The former agreement is renewed, “that no delinquent in any College sall be received into another College befor he give testimony that he have given satisfaction to the College from quhich he came.”
To facilitate the establishment of a uniform course, each University gave in a report of the studies actually followed. The statement of King’s College is very short.
“Courses taught yeirly in the King’s College of Aberdine:- The Colledge sitteth downe in the beginning of October, and for the space of a moneth till the studentis be weill convened, both masters and schollaris are exercised with repetitiones and examinationis, quhich being done, the courses are begun about the first or second day of November.
“1. To the first classe is taught Clenard, Antesignanus; the greatest part of the New Testament; Basilius Magnus his epistle; ane oration of Isocrates; ane other of Demosthenes; a buik of Homer; Phoncyllides: some of Nonni paraphrasis.
“2. To the second classe, Rami dialectica; Vossii retorica; some elements of arithmetick; Porphyrie; Aristotill his categories, de interpretatione and prior analyticks, both text and questiones.
“3. To the third classe, the rest of the logicks; twa first books of the ethicks; five chapteris of the third, with a compend of the particular writtis; the first fyve books of the generall phisicks, with some elements of geometrie.
“4. To the fourt classe, the bookes de cœlo, de ortu et interitu, de anima, the meteoris; sphera Jo. de Sacro bosco, with some beginningis of geography and insight in the globs and mappes.

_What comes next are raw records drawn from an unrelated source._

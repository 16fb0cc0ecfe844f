//! Shared test support for the strata workspace.

use std::sync::Once;

static INIT: Once = Once::new();

/// Installs a tracing subscriber for test binaries, honouring `RUST_LOG`.
///
/// Safe to call from every test; only the first call has an effect. With no
/// `RUST_LOG` set the filter defaults to `info`, which is enough to surface
/// the layout compiler's schema-class diagnostics.
pub fn init_tracing_for_tests() {
    INIT.call_once(|| {
        use tracing_subscriber::filter::EnvFilter;
        use tracing_subscriber::fmt;
        let filter =
            EnvFilter::try_from_default_env().unwrap_or_else(|_| EnvFilter::new("info"));
        fmt().with_env_filter(filter).with_target(false).init();
    });
}
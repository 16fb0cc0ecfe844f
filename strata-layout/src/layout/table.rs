use std::collections::BTreeSet;
use std::fmt;
use std::fs;
use std::hash::{Hash, Hasher};
use std::io;
use std::path::Path;
use std::sync::Arc;

use rustc_hash::FxHashMap;

use super::family::FamilyLayout;
use super::locality_group::{LocalityGroupLayout, PendingLocalityGroup};
use crate::column_name::ColumnName;
use crate::descriptor::{CellSchema, RowKeyEncoding, TableLayoutDesc};
use crate::id::{ColumnId, IdAllocator, IdNameMap};
use crate::name::is_valid_layout_name;
use crate::schema::{read_value_schema, CellFormat, EmptyRegistry, SchemaRegistry, ValueSchema};
use strata_result::{Error, Result};

/// Concrete layout of a strata table, frozen after construction.
///
/// Compiling a descriptor validates it in full and assigns a short ID to
/// every locality group, family, and column. When a prior layout is given,
/// the descriptor is applied as an update: renames bind to the prior
/// entity, deletions remove it, IDs carry over, and any prior entity left
/// unaccounted for is an error. The result owns a normalized descriptor
/// (`renamed_from` cleared, deletions dropped, IDs filled in) and derived
/// lookup indices; the caller's descriptor is never touched.
///
/// A frozen layout is deeply immutable and can be shared across threads
/// without synchronisation. Equality and hashing are structural on the
/// normalized descriptor.
#[derive(Clone, Debug)]
pub struct TableLayout {
    desc: TableLayoutDesc,
    locality_groups: Vec<LocalityGroupLayout>,
    /// Locality group name or alias → position in `locality_groups`.
    locality_group_index: FxHashMap<String, usize>,
    locality_group_ids: IdNameMap,
    /// Family name or alias → (group position, family position).
    family_locations: FxHashMap<String, (usize, usize)>,
    /// Primary column names, including one unqualified entry per map-type
    /// family.
    column_names: BTreeSet<ColumnName>,
    registry: Arc<dyn SchemaRegistry>,
}

impl TableLayout {
    /// Compiles `desc`, optionally as an update on top of `reference`.
    ///
    /// Uses the default (empty) schema-class registry: `CLASS` cell schemas
    /// validate as long as the class name is well-formed.
    pub fn new(desc: TableLayoutDesc, reference: Option<&TableLayout>) -> Result<Self> {
        Self::with_registry(desc, reference, Arc::new(EmptyRegistry))
    }

    /// Compiles `desc` with an explicit schema-class registry.
    ///
    /// The registry is consulted for every `CLASS` cell schema during
    /// validation and retained for query-time [`TableLayout::schema`]
    /// calls.
    pub fn with_registry(
        mut desc: TableLayoutDesc,
        reference: Option<&TableLayout>,
        registry: Arc<dyn SchemaRegistry>,
    ) -> Result<Self> {
        if !is_valid_layout_name(&desc.name) {
            return Err(Error::InvalidLayout(format!(
                "Invalid table name: '{}'.",
                desc.name
            )));
        }

        if let Some(reference) = reference {
            if desc.name != reference.name() {
                return Err(Error::InvalidLayout(format!(
                    "Invalid layout update: layout name '{}' does not match prior layout name '{}'.",
                    desc.name,
                    reference.name()
                )));
            }
            if desc.keys_format != reference.desc.keys_format {
                return Err(Error::InvalidLayout(format!(
                    "Invalid layout update from row key encoding '{}' to '{}'.",
                    reference.desc.keys_format, desc.keys_format
                )));
            }
        }

        // Layout ID: kept verbatim when supplied, otherwise the successor
        // of the prior layout's (or "1" for a brand-new table).
        if desc.layout_id.is_none() {
            let prior = match reference {
                None => 0,
                Some(reference) => {
                    let raw = reference.desc.layout_id.as_deref().unwrap_or("");
                    raw.parse::<i64>().map_err(|_| {
                        Error::InvalidLayout(format!(
                            "Prior layout for table '{}' has an invalid layout ID: '{raw}'.",
                            desc.name
                        ))
                    })?
                }
            };
            desc.layout_id = Some((prior + 1).to_string());
        }

        // Locality groups of the prior layout, keyed by primary name.
        // Entries are removed as descriptors account for them; whatever
        // remains at the end was neither kept, renamed, nor deleted.
        let mut remaining: FxHashMap<String, ColumnId> = reference
            .map(|layout| layout.locality_group_ids.name_to_id().clone())
            .unwrap_or_default();

        let mut pending: Vec<PendingLocalityGroup> = Vec::new();
        let mut locality_group_index: FxHashMap<String, usize> = FxHashMap::default();
        let mut locality_group_ids = IdNameMap::default();
        let mut unassigned: Vec<usize> = Vec::new();
        let mut family_locations: FxHashMap<String, (usize, usize)> = FxHashMap::default();
        let mut column_names: BTreeSet<ColumnName> = BTreeSet::new();

        for mut group_desc in std::mem::take(&mut desc.locality_groups) {
            let renamed_from = group_desc.renamed_from.take();
            let lookup_name = renamed_from
                .clone()
                .unwrap_or_else(|| group_desc.name.clone());

            if renamed_from.is_some() && reference.is_none() {
                return Err(Error::InvalidLayout(format!(
                    "Invalid rename: no prior table layout for locality group '{lookup_name}'."
                )));
            }
            let reference_group =
                reference.and_then(|layout| layout.locality_group(&lookup_name));
            if renamed_from.is_some() && reference_group.is_none() {
                return Err(Error::InvalidLayout(format!(
                    "Invalid rename: cannot find prior locality group '{lookup_name}'."
                )));
            }

            let prior_id = remaining.remove(&lookup_name);

            if group_desc.delete {
                if prior_id.is_none() {
                    return Err(Error::InvalidLayout(format!(
                        "Attempting to delete locality group '{lookup_name}' unknown in prior layout."
                    )));
                }
                // Deletions are dropped from the normalized descriptor.
                continue;
            }

            let group = PendingLocalityGroup::build(group_desc, reference_group, registry.as_ref())?;
            let index = pending.len();
            for name in group.names() {
                if locality_group_index.insert(name.clone(), index).is_some() {
                    return Err(Error::InvalidLayout(format!(
                        "Duplicate locality group name: '{name}'."
                    )));
                }
            }
            match group.id() {
                Some(id) => {
                    if let Some(previous) =
                        locality_group_ids.insert(id, group.name().to_string())
                    {
                        return Err(Error::InvalidLayout(format!(
                            "Duplicate locality group ID {} associated to '{}' and '{}'.",
                            id,
                            group.name(),
                            previous
                        )));
                    }
                }
                None => unassigned.push(index),
            }

            // Accumulate the table-wide indices: family names and aliases
            // are unique across the whole table, not just their group.
            for (family_position, family) in group.families().iter().enumerate() {
                for name in family.names() {
                    if family_locations
                        .insert(name.clone(), (index, family_position))
                        .is_some()
                    {
                        return Err(Error::InvalidLayout(format!(
                            "Layout for table '{}' contains duplicate family name '{}'.",
                            desc.name, name
                        )));
                    }
                }
                if family.is_map_type() {
                    column_names.insert(ColumnName::family_only(family.name()));
                } else {
                    for column in family.columns() {
                        column_names.insert(ColumnName::qualified(family.name(), column.name()));
                    }
                }
            }

            pending.push(group);
        }

        if !remaining.is_empty() {
            let mut missing: Vec<String> = remaining.into_keys().collect();
            missing.sort();
            return Err(Error::InvalidLayout(format!(
                "Missing descriptor(s) for locality group(s): {}.",
                missing.join(", ")
            )));
        }

        // Assign the smallest free IDs to the remaining locality groups,
        // in declaration order.
        let mut allocator = IdAllocator::new();
        for &index in &unassigned {
            let id = allocator.next_free(&locality_group_ids);
            locality_group_ids.insert(id, pending[index].name().to_string());
            pending[index].assign_id(id);
        }

        let mut locality_groups = Vec::with_capacity(pending.len());
        for group in pending {
            locality_groups.push(group.freeze()?);
        }
        desc.locality_groups = locality_groups
            .iter()
            .map(|group| group.desc().clone())
            .collect();

        Ok(Self {
            desc,
            locality_groups,
            locality_group_index,
            locality_group_ids,
            family_locations,
            column_names,
            registry,
        })
    }

    /// Loads a table layout from JSON text with no prior layout.
    ///
    /// Reads `reader` to the end; the reader is consumed and dropped on
    /// all paths.
    pub fn from_effective_json(reader: impl io::Read) -> Result<Self> {
        let desc = TableLayoutDesc::from_json_reader(reader)?;
        Self::new(desc, None)
    }

    /// Loads a table layout from the JSON file at `path`.
    pub fn from_effective_json_path(path: impl AsRef<Path>) -> Result<Self> {
        let file = fs::File::open(path)?;
        Self::from_effective_json(file)
    }

    /// The normalized descriptor for this layout.
    pub fn desc(&self) -> &TableLayoutDesc {
        &self.desc
    }

    /// The table name.
    pub fn name(&self) -> &str {
        &self.desc.name
    }

    /// The layout identifier. Always present on a frozen layout.
    pub fn layout_id(&self) -> &str {
        self.desc.layout_id.as_deref().unwrap_or_default()
    }

    /// How row keys are encoded in the underlying row store.
    pub fn keys_format(&self) -> RowKeyEncoding {
        self.desc.keys_format
    }

    /// The locality groups in the table, in declaration order.
    pub fn locality_groups(&self) -> &[LocalityGroupLayout] {
        &self.locality_groups
    }

    /// Looks up a locality group by primary name or alias.
    pub fn locality_group(&self, name_or_alias: &str) -> Option<&LocalityGroupLayout> {
        self.locality_group_index
            .get(name_or_alias)
            .map(|&index| &self.locality_groups[index])
    }

    /// Bidirectional mapping between locality group IDs and primary names.
    pub fn locality_group_ids(&self) -> &IdNameMap {
        &self.locality_group_ids
    }

    /// All the families in the table, grouped by locality group.
    pub fn families(&self) -> Vec<&FamilyLayout> {
        self.locality_groups
            .iter()
            .flat_map(|group| group.families())
            .collect()
    }

    /// Looks up a family anywhere in the table by primary name or alias.
    pub fn family(&self, name_or_alias: &str) -> Option<&FamilyLayout> {
        self.family_locations
            .get(name_or_alias)
            .map(|&(group, family)| &self.locality_groups[group].families()[family])
    }

    /// All primary column names in the table, ordered. Map-type families
    /// contribute one unqualified entry each.
    pub fn column_names(&self) -> &BTreeSet<ColumnName> {
        &self.column_names
    }

    /// The cell schema of a column.
    ///
    /// Map-type families answer for any qualifier with their shared value
    /// schema. Group-type families require a qualifier
    /// (`InvalidArgumentError` otherwise) naming an existing column.
    ///
    /// # Errors
    ///
    /// `NoSuchColumn` if the family or the qualified column does not exist.
    pub fn cell_schema(&self, column: &ColumnName) -> Result<&CellSchema> {
        let family = self.family(column.family()).ok_or_else(|| {
            Error::NoSuchColumn(format!(
                "Table '{}' has no family '{}'.",
                self.name(),
                column.family()
            ))
        })?;

        if let Some(map_schema) = family.map_schema() {
            return Ok(map_schema);
        }

        let qualifier = column.qualifier().ok_or_else(|| {
            Error::InvalidArgumentError(format!(
                "Cannot get cell schema for entire group-type family: '{column}'."
            ))
        })?;
        let column_layout = family.column(qualifier).ok_or_else(|| {
            Error::NoSuchColumn(format!(
                "Table '{}' has no column '{column}'.",
                self.name()
            ))
        })?;
        Ok(&column_layout.desc().column_schema)
    }

    /// The resolved value schema of a column; `None` for counters.
    pub fn schema(&self, column: &ColumnName) -> Result<Option<ValueSchema>> {
        read_value_schema(self.cell_schema(column)?, self.registry.as_ref())
    }

    /// The cell format of a column, derived from its storage variant.
    pub fn cell_format(&self, column: &ColumnName) -> Result<CellFormat> {
        Ok(CellFormat::from_storage(self.cell_schema(column)?.storage))
    }

    /// Whether a column exists.
    ///
    /// Unknown families answer `false`. Map-type families admit any
    /// qualifier. An unqualified name over a group-type family answers
    /// `true` (the family exists); a qualified one checks the column.
    pub fn exists(&self, column: &ColumnName) -> bool {
        match self.family(column.family()) {
            None => false,
            Some(family) if family.is_map_type() => true,
            Some(family) => match column.qualifier() {
                None => true,
                Some(qualifier) => family.column(qualifier).is_some(),
            },
        }
    }

    /// Serializes the normalized descriptor to pretty-printed JSON.
    pub fn to_json(&self) -> Result<String> {
        self.desc.to_json()
    }
}

impl PartialEq for TableLayout {
    fn eq(&self, other: &Self) -> bool {
        self.desc == other.desc
    }
}

impl Eq for TableLayout {}

impl Hash for TableLayout {
    fn hash<H: Hasher>(&self, state: &mut H) {
        self.desc.hash(state);
    }
}

impl fmt::Display for TableLayout {
    fn fmt(&self, f: &mut fmt::Formatter<'_>) -> fmt::Result {
        match serde_json::to_string_pretty(&self.desc) {
            Ok(json) => f.write_str(&json),
            Err(_) => Err(fmt::Error),
        }
    }
}
enum ReadSchemaError {
    /// The named class is absent from the registry.
    ClassNotFound(String),
    Layout(Error),
}

fn is_valid_class_name(name: &str) -> bool {
    !name.is_empty() && name.split('.').all(is_valid_layout_name)
}

fn read_schema(
    cell: &CellSchema,
    registry: &dyn SchemaRegistry,
) -> std::result::Result<Option<ValueSchema>, ReadSchemaError> {
    match cell.schema_type {
        SchemaType::Inline => {
            let literal = cell
                .value
                .as_deref()
                .ok_or_else(|| ReadSchemaError::Layout(invalid_schema("missing inline literal")))?;
            ValueSchema::parse(literal)
                .map(Some)
                .map_err(ReadSchemaError::Layout)
        }
        SchemaType::Class => {
            let class_name = cell.value.as_deref().ok_or_else(|| {
                ReadSchemaError::Layout(Error::InvalidLayout(
                    "Schema with type 'class' is missing the class name.".to_string(),
                ))
            })?;
            if !is_valid_class_name(class_name) {
                return Err(ReadSchemaError::Layout(Error::InvalidLayout(
                    "Schema with type 'class' must be a valid fully-qualified class name."
                        .to_string(),
                )));
            }
            match registry.lookup(class_name) {
                Some(schema) => Ok(Some(schema)),
                None => Err(ReadSchemaError::ClassNotFound(class_name.to_string())),
            }
        }
        // Counters carry no value schema; cells hold 64-bit big-endian
        // integers.
        SchemaType::Counter => Ok(None),
    }
}

/// Resolves a cell schema descriptor to the schema of its values.
///
/// Returns `None` for counters. A `CLASS` schema whose class the registry
/// cannot locate is an `InvalidLayout` here; construction-time validation
/// goes through [`validate_cell_schema`] instead, which tolerates it.
pub fn read_value_schema(
    cell: &CellSchema,
    registry: &dyn SchemaRegistry,
) -> Result<Option<ValueSchema>> {
    read_schema(cell, registry).map_err(|err| match err {
        ReadSchemaError::ClassNotFound(class) => Error::InvalidLayout(format!(
            "Schema class '{class}' was not found in the registry."
        )),
        ReadSchemaError::Layout(err) => err,
    })
}

/// Validates a cell schema descriptor during layout construction.
///
/// An unresolvable (but well-formed) class name is not fatal: the layout may
/// be validated on a node that does not carry the user's value classes.
pub(crate) fn validate_cell_schema(
    cell: &CellSchema,
    registry: &dyn SchemaRegistry,
) -> Result<()> {
    match read_schema(cell, registry) {
        Ok(_) => Ok(()),
        Err(ReadSchemaError::ClassNotFound(class)) => {
            tracing::debug!(class = %class, "schema class not found in registry");
            Ok(())
        }
        Err(ReadSchemaError::Layout(err)) => Err(err),
    }
}

#[cfg(test)]
mod tests {
    use super::*;

    #[test]
    fn test_parse_primitives() {
        assert_eq!(ValueSchema::parse("\"string\"").unwrap(), ValueSchema::String);
        assert_eq!(ValueSchema::parse("\"long\"").unwrap(), ValueSchema::Long);
        assert_eq!(
            ValueSchema::parse("{\"type\": \"bytes\"}").unwrap(),
            ValueSchema::Bytes
        );
    }

    #[test]
    fn test_parse_union_and_containers() {
        assert_eq!(
            ValueSchema::parse("[\"null\", \"string\"]").unwrap(),
            ValueSchema::Union(vec![ValueSchema::Null, ValueSchema::String])
        );
        assert_eq!(
            ValueSchema::parse("{\"type\": \"array\", \"items\": \"int\"}").unwrap(),
            ValueSchema::Array(Box::new(ValueSchema::Int))
        );
        assert_eq!(
            ValueSchema::parse("{\"type\": \"map\", \"values\": \"double\"}").unwrap(),
            ValueSchema::Map(Box::new(ValueSchema::Double))
        );
    }

    #[test]
    fn test_parse_named_types() {
        let record = ValueSchema::parse(
            r#"{"type": "record", "name": "Address",
                "fields": [{"name": "street", "type": "string"},
                           {"name": "zip", "type": "int"}]}"#,
        )
        .unwrap();
        assert_eq!(
            record,
            ValueSchema::Record {
                name: "Address".to_string(),
                fields: vec![
                    RecordField {
                        name: "street".to_string(),
                        schema: ValueSchema::String,
                    },
                    RecordField {
                        name: "zip".to_string(),
                        schema: ValueSchema::Int,
                    },
                ],
            }
        );

        let fixed = ValueSchema::parse(r#"{"type": "fixed", "name": "Md5", "size": 16}"#).unwrap();
        assert_eq!(
            fixed,
            ValueSchema::Fixed {
                name: "Md5".to_string(),
                size: 16,
            }
        );
    }

    #[test]
    fn test_parse_rejects_malformed_literals() {
        for literal in [
            "not json",
            "\"no_such_type\"",
            "42",
            "[]",
            "{\"type\": \"record\", \"name\": \"R\"}",
            "{\"items\": \"int\"}",
        ] {
            let err = ValueSchema::parse(literal).unwrap_err();
            assert!(
                err.to_string().starts_with("Invalid schema:"),
                "unexpected error for {literal:?}: {err}"
            );
        }
    }

    #[test]
    fn test_counter_resolves_to_none() {
        let schema = read_value_schema(&CellSchema::counter(), &EmptyRegistry).unwrap();
        assert_eq!(schema, None);
    }

    #[test]
    fn test_class_not_found_tolerated_only_during_validation() {
        let cell = CellSchema::class("com.example.UserRecord");
        assert!(validate_cell_schema(&cell, &EmptyRegistry).is_ok());
        assert!(matches!(
            read_value_schema(&cell, &EmptyRegistry),
            Err(Error::InvalidLayout(_))
        ));
    }

    #[test]
    fn test_class_resolves_through_registry() {
        let mut registry = StaticRegistry::new();
        registry.register("com.example.UserRecord", ValueSchema::String);

        let cell = CellSchema::class("com.example.UserRecord");
        assert_eq!(
            read_value_schema(&cell, &registry).unwrap(),
            Some(ValueSchema::String)
        );
    }

    #[test]
    fn test_malformed_class_name_is_fatal() {
        let cell = CellSchema::class("not a class!");
        assert!(matches!(
            validate_cell_schema(&cell, &EmptyRegistry),
            Err(Error::InvalidLayout(_))
        ));
    }

    #[test]
    fn test_cell_format_mirrors_storage() {
        assert_eq!(CellFormat::from_storage(SchemaStorage::Hash), CellFormat::Hash);
        assert_eq!(CellFormat::from_storage(SchemaStorage::Uid), CellFormat::Uid);
        assert_eq!(CellFormat::from(SchemaStorage::Final), CellFormat::Final);
    }
}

“This is to be understood, ordinarly, and in peaceable tymes.”78
The report of the course of St. Andrews is longer and more in detail. Students of the first year were taught Greek and the elements of Hebrew. In the last year, the students were to learn “some compend of anatomy.” Then, “because the dyteing of long notes have in tyme past proven a hinderance, not only to other necessarie studies, but also to the knawledge of the text itselff… it is thairfor seriouslie recommendit by the Regentis to the Deane and Facultie of Arts that the Regents spend not too much time in dyteing of thair notts; that no new lesson be taught till the former be examined; that everie student have the text of Aristotill in Greek, and that the Regent first analyse the text viva voce.“…
In Edinburgh, in the third year’s course anatomia humani corporis describitur. This is the only Scotch University which notes any attention to prosody. In the classis humaniorum literarum– Docentur classici auctores historici, oratores, poetæ; transferunt themata a Latino in vernaculum et a vernaculo in Latinum sermonem. In versibus etiam exercentur.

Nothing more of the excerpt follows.